Homeowners insurance may very well be the least sexy part of homeownership — but it is definitely a necessity, in part because your mortgage lender will likely require it.
Whether it’s a cozy micro-cabin or a rambling Colonial, your home is probably the single largest purchase you’ll ever make and your biggest physical asset. An investment like that is worth protecting.
That’s where homeowners insurance comes in; it gives you peace of mind that if you were to have major damage or get robbed (let’s hope not!), there would be funds to repair and restore your home.
So let’s say you’re convinced of the value of a homeowners insurance policy…but you think it’s time to make a change. Perhaps you’re not happy with your coverage or the premium, or maybe you’re moving to a new home and ready for a new policy. Maybe you’re just wondering what your rights are as far as switching goes.
Here’s what you need to know about switching your homeowners insurance policy, as well as a step-by-step guide to getting it done as quickly as possible and with a minimum of hassles.
Can I Switch Homeowners Insurance at Any Time?
Good news: yes! No matter what the reason may be, you’re allowed to change your homeowner’s insurance at any time, which is good, since shopping around for the right policy can save you a lot of money in some instances.
If you’re shopping for a new home as we speak, it can be a good idea to start looking at insurance before you sign the purchase agreement — so nice work on starting this research.
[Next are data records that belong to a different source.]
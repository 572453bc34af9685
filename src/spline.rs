//! Spline builders for route polylines.
//!
//! A run of route vertices becomes one path through all of them:
//!
//! - 2 points: a straight line
//! - 3 points: one quadratic through the middle point
//! - 4 points: one cubic through both inner points
//! - 5 or more: a sliding window `(p0, p1, p2, p3)` emits a smoothed cubic
//!   from `p1` to `p2` per step, preceded on the first window by a lead-in
//!   quad `p0 → p1` and followed on the last window by a lead-out quad
//!   `p2 → p3`. The lead pieces use the external (half) smoothing weight so
//!   the open ends of the route do not overshoot.
//!
//! The clipped variant tests each piece against a rectangle with the
//! Cohen-Sutherland segment test and either draws it or jumps over it with a
//! `move_to` to the piece's end point, so the cursor stays on the route.

use tracing::{debug, trace, warn};

use crate::basics::{PointD, PointI, RectI};
use crate::clip_cohen_sutherland::segment_in_rect;
use crate::error::{Result, SplineError};
use crate::interpolation::{
    cubic_control, quad_control, reflect, smooth_cubic_control, SMOOTH_EXTERNAL_VALUE,
    SMOOTH_INTERNAL_VALUE,
};
use crate::path_sink::PathSink;

// ============================================================================
// ClipMode
// ============================================================================

/// Which side of the clip rectangle gets drawn.
#[derive(Debug, Clone, Copy, PartialEq, Eq)]
pub enum ClipMode {
    /// Draw only pieces that touch the rectangle.
    Inner,
    /// Draw only pieces that stay clear of the rectangle.
    Outer,
}

impl ClipMode {
    pub fn from_inner(clip_inner: bool) -> Self {
        if clip_inner {
            ClipMode::Inner
        } else {
            ClipMode::Outer
        }
    }

    /// Draw/jump decision for a piece whose segment test returned `inside`.
    #[inline]
    pub fn should_draw(self, inside: bool) -> bool {
        match self {
            ClipMode::Inner => inside,
            ClipMode::Outer => !inside,
        }
    }
}

// ============================================================================
// SplinePiece
// ============================================================================

/// The logical pieces a 4-point window can emit in the long-run case.
#[derive(Debug, Clone, Copy, PartialEq, Eq)]
pub enum SplinePiece {
    /// Quad `p0 → p1`, first window only.
    LeadIn,
    /// Smoothed cubic `p1 → p2`, every window.
    Main,
    /// Quad `p2 → p3`, last window only.
    LeadOut,
}

impl SplinePiece {
    /// The segment of the window this piece is clip-tested against.
    #[inline]
    pub fn segment(self, w: &[PointI; 4]) -> (PointI, PointI) {
        match self {
            SplinePiece::LeadIn => (w[0], w[1]),
            SplinePiece::Main => (w[1], w[2]),
            SplinePiece::LeadOut => (w[2], w[3]),
        }
    }
}

// Per-piece decision source: unclipped builders draw everything.
#[derive(Clone, Copy)]
struct Clip<'a> {
    rect: &'a RectI,
    mode: ClipMode,
}

fn decide(clip: Option<Clip<'_>>, test: impl FnOnce(&RectI) -> bool) -> bool {
    match clip {
        None => true,
        Some(c) => c.mode.should_draw(test(c.rect)),
    }
}

#[inline]
fn jump<S: PathSink>(sink: &mut S, p: PointI, what: &str) {
    trace!(piece = what, x = p.x, y = p.y, "jumping over clipped piece");
    sink.move_to(p.x as f64, p.y as f64);
}

// ============================================================================
// SplineBuilder
// ============================================================================

/// Spline builder with its smoothing configuration.
///
/// The defaults reproduce the standard route rendering: full smoothing on
/// interior cubics, half smoothing on the lead-in and lead-out, and the
/// inherited 4-point clip test that ignores the `p2-p3` segment.
#[derive(Debug, Clone, Copy, PartialEq)]
pub struct SplineBuilder {
    smooth_internal: f64,
    smooth_external: f64,
    clip_cubic_tail: bool,
}

impl Default for SplineBuilder {
    fn default() -> Self {
        Self::new()
    }
}

impl SplineBuilder {
    pub fn new() -> Self {
        Self {
            smooth_internal: SMOOTH_INTERNAL_VALUE,
            smooth_external: SMOOTH_EXTERNAL_VALUE,
            clip_cubic_tail: false,
        }
    }

    pub fn set_smooth_internal(&mut self, v: f64) {
        self.smooth_internal = v;
    }

    pub fn smooth_internal(&self) -> f64 {
        self.smooth_internal
    }

    pub fn set_smooth_external(&mut self, v: f64) {
        self.smooth_external = v;
    }

    pub fn smooth_external(&self) -> f64 {
        self.smooth_external
    }

    /// When set, a clipped 4-point run also tests its last segment `p2-p3`
    /// before drawing the cubic.
    pub fn set_clip_cubic_tail(&mut self, v: bool) {
        self.clip_cubic_tail = v;
    }

    pub fn clip_cubic_tail(&self) -> bool {
        self.clip_cubic_tail
    }

    /// Emit a smooth path through `points[begin..begin + count]`.
    pub fn build_spline<S: PathSink>(
        &self,
        sink: &mut S,
        points: &[PointI],
        begin: usize,
        count: usize,
    ) -> Result<()> {
        let run = window(points, begin, count)?;
        debug!(count, "building spline");
        self.trace_run(sink, run, None);
        Ok(())
    }

    /// Emit the spline through `points[begin..begin + count]`, drawing only
    /// the pieces `mode` selects relative to `rect` and jumping over the rest.
    pub fn build_clipped_spline<S: PathSink>(
        &self,
        sink: &mut S,
        rect: &RectI,
        points: &[PointI],
        begin: usize,
        count: usize,
        mode: ClipMode,
    ) -> Result<()> {
        let run = window(points, begin, count)?;
        debug!(count, ?mode, "building clipped spline");
        self.trace_run(sink, run, Some(Clip { rect, mode }));
        Ok(())
    }

    fn trace_run<S: PathSink>(&self, sink: &mut S, run: &[PointI], clip: Option<Clip<'_>>) {
        let p0 = run[0];
        sink.move_to(p0.x as f64, p0.y as f64);

        match *run {
            [p0, p1] => {
                if decide(clip, |r| segment_in_rect(r, p0, p1)) {
                    sink.line_to(p1.x as f64, p1.y as f64);
                } else {
                    jump(sink, p1, "line");
                }
            }
            [p0, p1, p2] => {
                let draw = decide(clip, |r| {
                    segment_in_rect(r, p0, p1) || segment_in_rect(r, p1, p2)
                });
                if draw {
                    let c = quad_control(p0, p1, p2);
                    sink.quad_to(c.x, c.y, p2.x as f64, p2.y as f64);
                } else {
                    jump(sink, p2, "quad");
                }
            }
            [p0, p1, p2, p3] => {
                let tail = self.clip_cubic_tail;
                let draw = decide(clip, |r| {
                    segment_in_rect(r, p0, p1)
                        || segment_in_rect(r, p1, p2)
                        || (tail && segment_in_rect(r, p2, p3))
                });
                if draw {
                    let ctrl = cubic_control(p0, p1, p2, p3);
                    cubic(sink, ctrl.c0, ctrl.c1, p3);
                } else {
                    jump(sink, p3, "cubic");
                }
            }
            _ => self.trace_windows(sink, run, clip),
        }
    }

    fn trace_windows<S: PathSink>(&self, sink: &mut S, run: &[PointI], clip: Option<Clip<'_>>) {
        let last = run.len() - 4;
        for (i, w) in run.windows(4).enumerate() {
            let w = [w[0], w[1], w[2], w[3]];
            if i == 0 {
                self.emit_piece(sink, &w, SplinePiece::LeadIn, clip);
            }
            self.emit_piece(sink, &w, SplinePiece::Main, clip);
            if i == last {
                self.emit_piece(sink, &w, SplinePiece::LeadOut, clip);
            }
        }
    }

    fn emit_piece<S: PathSink>(
        &self,
        sink: &mut S,
        w: &[PointI; 4],
        piece: SplinePiece,
        clip: Option<Clip<'_>>,
    ) {
        let (a, b) = piece.segment(w);
        if !decide(clip, |r| segment_in_rect(r, a, b)) {
            jump(sink, b, piece_name(piece));
            return;
        }

        let [p0, p1, p2, p3] = *w;
        match piece {
            SplinePiece::LeadIn => {
                let ext = smooth_cubic_control(p0, p1, p2, p3, self.smooth_external);
                let c = reflect(ext.c0, p1);
                sink.quad_to(c.x, c.y, p1.x as f64, p1.y as f64);
            }
            SplinePiece::Main => {
                let ctrl = smooth_cubic_control(p0, p1, p2, p3, self.smooth_internal);
                cubic(sink, ctrl.c0, ctrl.c1, p2);
            }
            SplinePiece::LeadOut => {
                let ext = smooth_cubic_control(p0, p1, p2, p3, self.smooth_external);
                let c = reflect(ext.c1, p2);
                sink.quad_to(c.x, c.y, p3.x as f64, p3.y as f64);
            }
        }
    }
}

fn piece_name(piece: SplinePiece) -> &'static str {
    match piece {
        SplinePiece::LeadIn => "lead-in",
        SplinePiece::Main => "main",
        SplinePiece::LeadOut => "lead-out",
    }
}

#[inline]
fn cubic<S: PathSink>(sink: &mut S, c0: PointD, c1: PointD, to: PointI) {
    sink.cubic_to(c0.x, c0.y, c1.x, c1.y, to.x as f64, to.y as f64);
}

/// Borrow the run `points[begin..begin + count]`, rejecting short or
/// out-of-range windows before anything reaches the sink.
fn window(points: &[PointI], begin: usize, count: usize) -> Result<&[PointI]> {
    if count < 2 {
        warn!(count, "spline rejected: too few points");
        return Err(SplineError::TooFewPoints { count });
    }
    let end = begin.checked_add(count).filter(|&end| end <= points.len());
    match end {
        Some(end) => Ok(&points[begin..end]),
        None => {
            warn!(begin, count, len = points.len(), "spline rejected: window out of bounds");
            Err(SplineError::WindowOutOfBounds {
                begin,
                count,
                len: points.len(),
            })
        }
    }
}

// ============================================================================
// Free entry points
// ============================================================================

/// [`SplineBuilder::build_spline`] with the default configuration.
pub fn build_spline<S: PathSink>(
    sink: &mut S,
    points: &[PointI],
    begin: usize,
    count: usize,
) -> Result<()> {
    SplineBuilder::new().build_spline(sink, points, begin, count)
}

/// [`SplineBuilder::build_clipped_spline`] with the default configuration.
pub fn build_clipped_spline<S: PathSink>(
    sink: &mut S,
    rect: &RectI,
    points: &[PointI],
    begin: usize,
    count: usize,
    mode: ClipMode,
) -> Result<()> {
    SplineBuilder::new().build_clipped_spline(sink, rect, points, begin, count, mode)
}

/// Continue the current sub-path to `p1` if the segment `p0-p1` passes the
/// clip decision, otherwise jump to `p1`.
///
/// Unlike the spline builders this does not emit the initial `move_to`; the
/// sink's cursor is expected to be at `p0` already.
pub fn line_to_clipped<S: PathSink>(
    sink: &mut S,
    rect: &RectI,
    p0: PointI,
    p1: PointI,
    mode: ClipMode,
) {
    if mode.should_draw(segment_in_rect(rect, p0, p1)) {
        sink.line_to(p1.x as f64, p1.y as f64);
    } else {
        jump(sink, p1, "line");
    }
}

// ============================================================================
// Tests
// ============================================================================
And if you’re an existing homeowner looking to save money or simply find a new policy, you absolutely can do so whenever you like, but it’s important to follow the steps in order to ensure you don’t accidentally have a lapse in coverage.
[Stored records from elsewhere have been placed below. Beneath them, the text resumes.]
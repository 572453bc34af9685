//! Geometric math utilities: distances and circumcircles.

/// Coinciding points maximal distance (epsilon).
pub const VERTEX_DIST_EPSILON: f64 = 1e-14;

/// Euclidean distance between two points.
#[inline]
pub fn calc_distance(x1: f64, y1: f64, x2: f64, y2: f64) -> f64 {
    let dx = x2 - x1;
    let dy = y2 - y1;
    (dx * dx + dy * dy).sqrt()
}

/// Center of the circle through three points.
///
/// Returns `None` when the points are collinear (or coincide), i.e. when no
/// finite circle exists.
pub fn calc_circumcenter(
    x1: f64,
    y1: f64,
    x2: f64,
    y2: f64,
    x3: f64,
    y3: f64,
) -> Option<(f64, f64)> {
    let d = 2.0 * (x1 * (y2 - y3) + x2 * (y3 - y1) + x3 * (y1 - y2));
    if d.abs() < VERTEX_DIST_EPSILON {
        return None;
    }
    let s1 = x1 * x1 + y1 * y1;
    let s2 = x2 * x2 + y2 * y2;
    let s3 = x3 * x3 + y3 * y3;
    let cx = (s1 * (y2 - y3) + s2 * (y3 - y1) + s3 * (y1 - y2)) / d;
    let cy = (s1 * (x3 - x2) + s2 * (x1 - x3) + s3 * (x2 - x1)) / d;
    Some((cx, cy))
}
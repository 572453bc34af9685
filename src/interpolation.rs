//! Bezier control points for curves through route vertices.
//!
//! Quadratic and cubic interpolation for short point runs, and the smoothed
//! cubic used for long runs: the tangent at each vertex follows the chord
//! between its neighbours, split in proportion to the adjacent segment
//! lengths (the same construction as AGG's `vcgen_smooth_poly1`).

use crate::basics::{PointD, PointI};
use crate::math::calc_distance;

/// Smoothing weight for main cubics between two interior vertices.
pub const SMOOTH_INTERNAL_VALUE: f64 = 1.0;
/// Smoothing weight for the lead-in and lead-out at the open ends of a spline.
pub const SMOOTH_EXTERNAL_VALUE: f64 = 0.5;

/// Two control points of a cubic Bezier segment.
#[derive(Debug, Clone, Copy, PartialEq)]
pub struct ControlPair {
    pub c0: PointD,
    pub c1: PointD,
}

impl ControlPair {
    pub fn new(c0: PointD, c1: PointD) -> Self {
        Self { c0, c1 }
    }
}

/// Control point of the quadratic Bezier from `p0` to `p2` that passes
/// through `p1` at `t = 0.5`: `c = 2·p1 - (p0 + p2) / 2`.
pub fn quad_control(p0: PointI, p1: PointI, p2: PointI) -> PointD {
    let (p0, p1, p2) = (PointD::from(p0), PointD::from(p1), PointD::from(p2));
    PointD::new(
        2.0 * p1.x - 0.5 * (p0.x + p2.x),
        2.0 * p1.y - 0.5 * (p0.y + p2.y),
    )
}

/// Control points of the cubic Bezier from `p0` to `p3` that passes through
/// `p1` at `t = 1/3` and `p2` at `t = 2/3`.
pub fn cubic_control(p0: PointI, p1: PointI, p2: PointI, p3: PointI) -> ControlPair {
    let (p0, p1, p2, p3) = (
        PointD::from(p0),
        PointD::from(p1),
        PointD::from(p2),
        PointD::from(p3),
    );
    ControlPair::new(
        PointD::new(
            (-5.0 * p0.x + 18.0 * p1.x - 9.0 * p2.x + 2.0 * p3.x) / 6.0,
            (-5.0 * p0.y + 18.0 * p1.y - 9.0 * p2.y + 2.0 * p3.y) / 6.0,
        ),
        PointD::new(
            (2.0 * p0.x - 9.0 * p1.x + 18.0 * p2.x - 5.0 * p3.x) / 6.0,
            (2.0 * p0.y - 9.0 * p1.y + 18.0 * p2.y - 5.0 * p3.y) / 6.0,
        ),
    )
}

// Share of the chord taken by the first of two adjacent segments.
#[inline]
fn split_ratio(d1: f64, d2: f64) -> f64 {
    let total = d1 + d2;
    if total == 0.0 {
        0.5
    } else {
        d1 / total
    }
}

/// Control points of the smoothed cubic from `p1` to `p2`.
///
/// The entry tangent at `p1` is parallel to the chord `p2 - p0`, the exit
/// tangent at `p2` to the chord `p3 - p1`. Each tangent is scaled by
/// `weight` (in `(0, 1]`) and by the share of its chord that falls on the
/// `p1-p2` side of the vertex.
pub fn smooth_cubic_control(
    p0: PointI,
    p1: PointI,
    p2: PointI,
    p3: PointI,
    weight: f64,
) -> ControlPair {
    let (p0, p1, p2, p3) = (
        PointD::from(p0),
        PointD::from(p1),
        PointD::from(p2),
        PointD::from(p3),
    );
    let smooth = weight * 0.5;

    let d01 = calc_distance(p0.x, p0.y, p1.x, p1.y);
    let d12 = calc_distance(p1.x, p1.y, p2.x, p2.y);
    let d23 = calc_distance(p2.x, p2.y, p3.x, p3.y);

    let k1 = split_ratio(d01, d12);
    let k2 = split_ratio(d12, d23);

    let xm1 = p0.x + (p2.x - p0.x) * k1;
    let ym1 = p0.y + (p2.y - p0.y) * k1;
    let xm2 = p1.x + (p3.x - p1.x) * k2;
    let ym2 = p1.y + (p3.y - p1.y) * k2;

    ControlPair::new(
        PointD::new(p1.x + smooth * (p2.x - xm1), p1.y + smooth * (p2.y - ym1)),
        PointD::new(p2.x + smooth * (p1.x - xm2), p2.y + smooth * (p1.y - ym2)),
    )
}

/// Reflect `c` through `center`.
#[inline]
pub fn reflect(c: PointD, center: PointI) -> PointD {
    let center = PointD::from(center);
    PointD::new(center.x - (c.x - center.x), center.y - (c.y - center.y))
}

#[cfg(test)]
mod tests {
    use super::*;

    const EPSILON: f64 = 1e-10;

    fn pt(x: i32, y: i32) -> PointI {
        PointI::new(x, y)
    }

    fn assert_point(p: PointD, x: f64, y: f64) {
        assert!((p.x - x).abs() < EPSILON, "x: {} != {}", p.x, x);
        assert!((p.y - y).abs() < EPSILON, "y: {} != {}", p.y, y);
    }

    fn quad_at(p0: PointD, c: PointD, p2: PointD, t: f64) -> PointD {
        let u = 1.0 - t;
        PointD::new(
            u * u * p0.x + 2.0 * u * t * c.x + t * t * p2.x,
            u * u * p0.y + 2.0 * u * t * c.y + t * t * p2.y,
        )
    }

    fn cubic_at(p0: PointD, ctrl: ControlPair, p3: PointD, t: f64) -> PointD {
        let u = 1.0 - t;
        let (a, b, c, d) = (u * u * u, 3.0 * u * u * t, 3.0 * u * t * t, t * t * t);
        PointD::new(
            a * p0.x + b * ctrl.c0.x + c * ctrl.c1.x + d * p3.x,
            a * p0.y + b * ctrl.c0.y + c * ctrl.c1.y + d * p3.y,
        )
    }

    #[test]
    fn test_quad_control_arch() {
        let c = quad_control(pt(0, 0), pt(5, 10), pt(10, 0));
        assert_point(c, 5.0, 20.0);
    }

    #[test]
    fn test_quad_passes_through_middle_point() {
        let (p0, p1, p2) = (pt(3, -4), pt(17, 22), pt(40, 9));
        let c = quad_control(p0, p1, p2);
        let mid = quad_at(p0.into(), c, p2.into(), 0.5);
        assert_point(mid, 17.0, 22.0);
    }

    #[test]
    fn test_cubic_control_straight_line() {
        let ctrl = cubic_control(pt(0, 0), pt(1, 0), pt(2, 0), pt(3, 0));
        assert_point(ctrl.c0, 1.0, 0.0);
        assert_point(ctrl.c1, 2.0, 0.0);
    }

    #[test]
    fn test_cubic_passes_through_inner_points() {
        let (p0, p1, p2, p3) = (pt(0, 0), pt(10, 30), pt(40, 35), pt(60, 0));
        let ctrl = cubic_control(p0, p1, p2, p3);
        assert_point(cubic_at(p0.into(), ctrl, p3.into(), 1.0 / 3.0), 10.0, 30.0);
        assert_point(cubic_at(p0.into(), ctrl, p3.into(), 2.0 / 3.0), 40.0, 35.0);
    }

    #[test]
    fn test_smooth_cubic_even_spacing() {
        let ctrl = smooth_cubic_control(pt(0, 0), pt(10, 0), pt(20, 0), pt(30, 0), 1.0);
        assert_point(ctrl.c0, 15.0, 0.0);
        assert_point(ctrl.c1, 15.0, 0.0);
    }

    #[test]
    fn test_smooth_cubic_tangents_follow_chords() {
        let (p0, p1, p2, p3) = (pt(0, 0), pt(10, 10), pt(20, 10), pt(30, 0));
        let ctrl = smooth_cubic_control(p0, p1, p2, p3, SMOOTH_INTERNAL_VALUE);
        // Entry tangent parallel to p2 - p0 = (20, 10).
        let (tx, ty) = (ctrl.c0.x - 10.0, ctrl.c0.y - 10.0);
        assert!((tx * 10.0 - ty * 20.0).abs() < EPSILON);
        assert!(tx > 0.0);
        // Exit tangent parallel to p3 - p1 = (20, -10), pointing back.
        let (ex, ey) = (ctrl.c1.x - 20.0, ctrl.c1.y - 10.0);
        assert!((ex * -10.0 - ey * 20.0).abs() < EPSILON);
        assert!(ex < 0.0);
    }

    #[test]
    fn test_smooth_weight_scales_tangent() {
        let (p0, p1, p2, p3) = (pt(0, 0), pt(10, 10), pt(20, 10), pt(30, 0));
        let full = smooth_cubic_control(p0, p1, p2, p3, SMOOTH_INTERNAL_VALUE);
        let half = smooth_cubic_control(p0, p1, p2, p3, SMOOTH_EXTERNAL_VALUE);
        assert!(((full.c0.x - 10.0) - 2.0 * (half.c0.x - 10.0)).abs() < EPSILON);
        assert!(((full.c1.y - 10.0) - 2.0 * (half.c1.y - 10.0)).abs() < EPSILON);
    }

    #[test]
    fn test_smooth_cubic_repeated_points_stay_finite() {
        let ctrl = smooth_cubic_control(pt(5, 5), pt(5, 5), pt(5, 5), pt(9, 9), 1.0);
        assert!(ctrl.c0.x.is_finite() && ctrl.c0.y.is_finite());
        assert!(ctrl.c1.x.is_finite() && ctrl.c1.y.is_finite());
        assert_point(ctrl.c0, 5.0, 5.0);
    }

    #[test]
    fn test_reflect() {
        assert_point(reflect(PointD::new(12.5, 3.0), pt(10, 0)), 7.5, -3.0);
    }
}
Recommended: Homeowners Insurance Coverage Options to Know
When Should I Change My Homeowners Insurance?
There are certain events that should also trigger a review of your insurance, including paying off your mortgage (your rates may well go down) and adding a pool (your rates may go up). Also, you may find you are offered deals if you bundle your homeowners insurance with, say, your car insurance; that might be a savings you want to consider.
You never know what options might be available out there to help you save some money, and since homeowners insurance can easily cost more than $1,000 per year, it can be well worth shopping around.
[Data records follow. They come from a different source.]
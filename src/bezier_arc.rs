//! Circular arcs as cubic Bezier curves.
//!
//! Transfers and loop-backs on a transit map are drawn as circle arcs
//! through three points. The arc is split into pieces of at most a quarter
//! turn, each approximated by one cubic.

use crate::basics::PI;
use crate::math::calc_circumcenter;
use crate::path_sink::PathSink;

/// Epsilon to prevent adding degenerate curves.
const BEZIER_ARC_ANGLE_EPSILON: f64 = 0.01;

/// Convert an arc segment to a single cubic Bezier curve.
///
/// Returns `[x0, y0, x1, y1, x2, y2, x3, y3]`: start point, two control
/// points and end point. `sweep_angle` must be non-zero.
pub fn arc_to_bezier(
    cx: f64,
    cy: f64,
    rx: f64,
    ry: f64,
    start_angle: f64,
    sweep_angle: f64,
) -> [f64; 8] {
    let x0 = (sweep_angle / 2.0).cos();
    let y0 = (sweep_angle / 2.0).sin();
    let tx = (1.0 - x0) * 4.0 / 3.0;
    let ty = y0 - tx * x0 / y0;

    let px = [x0, x0 + tx, x0 + tx, x0];
    let py = [-y0, -ty, ty, y0];

    let sn = (start_angle + sweep_angle / 2.0).sin();
    let cs = (start_angle + sweep_angle / 2.0).cos();

    let mut curve = [0.0; 8];
    for i in 0..4 {
        curve[i * 2] = cx + rx * (px[i] * cs - py[i] * sn);
        curve[i * 2 + 1] = cy + ry * (px[i] * sn + py[i] * cs);
    }
    curve
}

/// Signed sweep from angle `a1` to `a3` that passes through `a2`.
fn sweep_through(a1: f64, a2: f64, a3: f64) -> f64 {
    let ccw = (a3 - a1).rem_euclid(2.0 * PI);
    let mid = (a2 - a1).rem_euclid(2.0 * PI);
    if mid <= ccw {
        ccw
    } else {
        ccw - 2.0 * PI
    }
}

/// Draw the circle arc that starts at the sink's current point (x1, y1),
/// passes through (x2, y2) and ends at (x3, y3).
///
/// Collinear or coincident points have no finite circle, and a vanishing
/// sweep has no usable tangents; the arc then degrades to a straight
/// `line_to(x3, y3)`.
#[allow(clippy::too_many_arguments)]
pub fn circle_arc_to<S: PathSink>(
    sink: &mut S,
    x1: f64,
    y1: f64,
    x2: f64,
    y2: f64,
    x3: f64,
    y3: f64,
) {
    let Some((cx, cy)) = calc_circumcenter(x1, y1, x2, y2, x3, y3) else {
        sink.line_to(x3, y3);
        return;
    };

    let r = (x1 - cx).hypot(y1 - cy);
    let start = (y1 - cy).atan2(x1 - cx);
    let sweep = sweep_through(start, (y2 - cy).atan2(x2 - cx), (y3 - cy).atan2(x3 - cx));
    if sweep.abs() < BEZIER_ARC_ANGLE_EPSILON {
        sink.line_to(x3, y3);
        return;
    }

    let mut angle = start;
    let mut total_sweep = 0.0;
    loop {
        let prev_sweep = total_sweep;
        let mut local_sweep = PI * 0.5 * sweep.signum();
        total_sweep += local_sweep;
        let done = total_sweep.abs() >= sweep.abs() - BEZIER_ARC_ANGLE_EPSILON;
        if done {
            local_sweep = sweep - prev_sweep;
        }

        let c = arc_to_bezier(cx, cy, r, r, angle, local_sweep);
        if done {
            sink.cubic_to(c[2], c[3], c[4], c[5], x3, y3);
            break;
        }
        sink.cubic_to(c[2], c[3], c[4], c[5], c[6], c[7]);
        angle += local_sweep;
    }
}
Recommended: Is Homeowners Insurance Required to Buy a Home?
How Often Should I Change My Homeowners Insurance?
You’re really the only person who can answer this one — but in general, it’s a good idea to at least review your coverage annually.
However, it does take time and effort, and sometimes, a cheaper policy means less coverage, so it’s not always a good deal. Be sure you’re able to thoroughly review all the fine print and make sure you know what you’re getting.
Ready to change your homeowners insurance? Follow these steps in order to ensure you don’t accidentally sustain a loss in coverage!
Step One: Check the Terms and Conditions of Your Existing Policy
The first step toward changing your homeowners insurance policy is ensuring that you actually want to change it in the first place!
Take a look at your existing policy and see what your coverage is like, and also be sure to look closely to see if there are any specific terms about early termination. While you always have the right to change your homeowners insurance policy, there could be a fee involved. In many instances, you may have to wait a bit to receive a prorated refund for unused coverage.
Step Two: Think about Your Coverage Needs
Once you have a handle on what your current insurance covers, you can start shopping for new insurance in an informed way. You probably don’t want to “save money” by accidentally purchasing a less comprehensive plan. But do think about how your coverage needs may have shifted since you last purchased homeowners insurance. For example, the value of your home may have changed (lucky you if your once “up and coming” neighborhood is not officially a hot market). Or perhaps you’ve added on additional structures or outbuildings and need to bump up your policy to cover those.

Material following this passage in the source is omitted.